RAWであれば、GRは12bitでデータを保持しているらしいので8bitよりは多く階調データを持っている事になります。そのため、jpegよりもトーンジャンプなどの問題が起きにくいですし、白飛びや黒つぶれが多少救済できる可能性があります。では、RAWは万能なのか?ということですね。

 

RAWデータを利用するデメリットとして考えられるのは以下です。

  • データ容量が大きい
    GRの場合約3倍程度のようです。jpegが6MB程度、RAWが18MB程度です。これを保存するためのハードディスクを用意する必要がありますし、そこそこ書き込み速度が早いSDカードを利用する必要があります。
  • メーカー独自の絵作りやjpeg化の際の独自処理が利用できない
    最近ですと独自のシャープ処理、小絞りボケの修正、絵作りなど独自性を打ち出しています。それが全く関係なくなります。
  • RAWだからといってなんでも後処理で完ぺきにできるわけではない。
    デメリットとはいえないかもしれませんが・・・。RAWで撮っておいたからといっても完全に真っ白く飛んだ部分は救済できませんし、露出を3段以上も上げ下げすれば、トーンジャンプのような現象が発生する可能性があります。

カメラが吐き出すjpegの完成度が高ければ、大幅なレタッチを必要とすることはありません。また、現像を自分でやる必要がないわけですから手間が省けます。逆に自分で現像しても結局カメラが吐き出すjpegにかなわない・・・なんてことになることも。
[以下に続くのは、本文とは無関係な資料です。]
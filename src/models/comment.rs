//! Comment document and its DTOs.

use chrono::{DateTime, Utc};
use serde::{Deserialize, Serialize};
use uuid::Uuid;

use crate::error::{AppError, Result};

/// Comment document as stored in the `comments` column family.
///
/// Ownership lives on the toilet side: a toilet lists the ids of its
/// comments in `Toilet::comment_ids`.
#[derive(Debug, Clone, PartialEq, Serialize, Deserialize)]
pub struct Comment {
    pub id: Uuid,
    pub user_id: Uuid,
    pub text: String,
    pub created_at: DateTime<Utc>,
    pub updated_at: Option<DateTime<Utc>>,
}

impl Comment {
    pub fn new(user_id: Uuid, text: String) -> Self {
        Self {
            id: Uuid::new_v4(),
            user_id,
            text,
            created_at: Utc::now(),
            updated_at: None,
        }
    }

    pub fn edit(&mut self, text: String) {
        self.text = text;
        self.updated_at = Some(Utc::now());
    }
}

/// Percent-decode comment text sent by clients and enforce length limits
pub fn decode_text(raw: &str, max_length: usize) -> Result<String> {
    let decoded = urlencoding::decode(raw)
        .map_err(|e| AppError::validation(format!("comment text is not valid UTF-8: {}", e)))?;
    let text = decoded.trim();

    if text.is_empty() {
        return Err(AppError::validation("comment text must not be empty"));
    }
    if text.chars().count() > max_length {
        return Err(AppError::validation(format!(
            "comment text must be at most {} characters",
            max_length
        )));
    }
    Ok(text.to_string())
}

#[derive(Debug, Clone, Deserialize)]
#[serde(rename_all = "camelCase")]
pub struct CreateCommentRequest {
    pub toilet_id: Uuid,
    pub user_id: Uuid,
    pub text: String,
}

#[derive(Debug, Clone, Deserialize)]
pub struct UpdateCommentRequest {
    pub text: String,
}

#[derive(Debug, Clone, Deserialize)]
#[serde(rename_all = "camelCase")]
pub struct CommentListQuery {
    pub toilet_id: Uuid,
}

/// Comment joined with the author's display name
#[derive(Debug, Clone, Serialize, Deserialize)]
#[serde(rename_all = "camelCase")]
pub struct CommentResponse {
    pub id: Uuid,
    pub user_id: Uuid,
    pub user_name: Option<String>,
    pub text: String,
    pub created_at: DateTime<Utc>,
    pub updated_at: Option<DateTime<Utc>>,
}

impl CommentResponse {
    pub fn assemble(comment: &Comment, user_name: Option<String>) -> Self {
        Self {
            id: comment.id,
            user_id: comment.user_id,
            user_name,
            text: comment.text.clone(),
            created_at: comment.created_at,
            updated_at: comment.updated_at,
        }
    }
}

#[cfg(test)]
mod tests {
    use super::*;

    #[test]
    fn test_decode_text() {
        assert_eq!(decode_text("Very%20clean%21", 100).unwrap(), "Very clean!");
        assert_eq!(decode_text("plain text", 100).unwrap(), "plain text");
        assert_eq!(decode_text("%C3%BCber", 100).unwrap(), "über");
    }

    #[test]
    fn test_decode_rejects_empty_and_long() {
        assert!(decode_text("%20%20", 100).is_err());
        assert!(decode_text("abcdef", 5).is_err());
        assert!(decode_text("%FF%FE", 100).is_err());
    }

    #[test]
    fn test_edit_sets_updated_at() {
        let mut comment = Comment::new(Uuid::new_v4(), "first".to_string());
        assert!(comment.updated_at.is_none());
        comment.edit("second".to_string());
        assert_eq!(comment.text, "second");
        assert!(comment.updated_at.is_some());
    }
}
しばらく使ってみてJPEGオンリー、jepg基本で自信のないときだけRAWもとっておく、常にRAWだけ撮るという選択肢を検討しました。結論としては、RAWオンリーにすることにしました。理由は大きく3つです。

  • GRの露出精度と背面液晶の性能からすると結構露出を外すことが多い。
  • ダイナミック拡張機能でハイライトの救済は可能だが、かなり不自然だし、軟調になる。
  • GRはあまり特殊な処理をしておらず、Lightroomで十分なクオリティの現像が可能である。

Lightroomはもう6年も使い込んでますし、現像はかなり慣れています。なので、とりあえず自分の現像スキルやレタッチスキルは棚においてみました。そのうえで、上記の3点です。

ヒストグラムを使っていますが背面液晶ではなかなか露出がうまくつかめません。モニター輝度をAutoにすると環境光によってコロコロ代わります。そしてヒストグラムを表示していると画面にかぶるのでフレーミングをミスります。これ結構クリティカルです。

結局僕の場合、自宅で顔料プリンターでプリントして作品として作るので、かなり細かく追い込んで調整・レタッチしますので、後悔しないためにもRAWでいいかなと。

 

小さいプリント、SNSへのアップロードなど大きく引き延ばすことがないのであればJPEGでも十分いい写真が撮れるカメラだと思います。また、エフェクトもいろいろありますので、パラメータをいじって写真を楽しむこともできます。決してRAW現像だけが全てではありません。あくまで僕の場合はRAWから現像するのが適切だということですね。